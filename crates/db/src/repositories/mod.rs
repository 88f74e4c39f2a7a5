//! Repository layer.
//!
//! Each repository is a zero-sized struct providing async CRUD methods
//! that accept `&PgPool` as the first argument.

pub mod common_service_repo;
pub mod customer_repo;
pub mod employee_repo;
pub mod order_repo;
pub mod role_repo;
pub mod vehicle_repo;

pub use common_service_repo::CommonServiceRepo;
pub use customer_repo::CustomerRepo;
pub use employee_repo::EmployeeRepo;
pub use order_repo::{OrderCreateError, OrderRepo};
pub use role_repo::RoleRepo;
pub use vehicle_repo::VehicleRepo;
_ _ _ _ _ _ _
- What is expected
This exercise calls for every record above to be written out again exactly.

- Exercise solution
filename crates/db/src/repositories/mod.rs
repository 88f74e4c39f2a7a5
//! Repository layer.
//!
//! Each repository is a zero-sized struct providing async CRUD methods
//! that accept `&PgPool` as the first argument.

pub mod common_service_repo;
pub mod customer_repo;
pub mod employee_repo;
pub mod order_repo;
pub mod role_repo;
pub mod vehicle_repo;

pub use common_service_repo::CommonServiceRepo;
pub use customer_repo::CustomerRepo;
pub use employee_repo::EmployeeRepo;
pub use order_repo::{OrderCreateError, OrderRepo};
pub use role_repo::RoleRepo;
pub use vehicle_repo::VehicleRepo;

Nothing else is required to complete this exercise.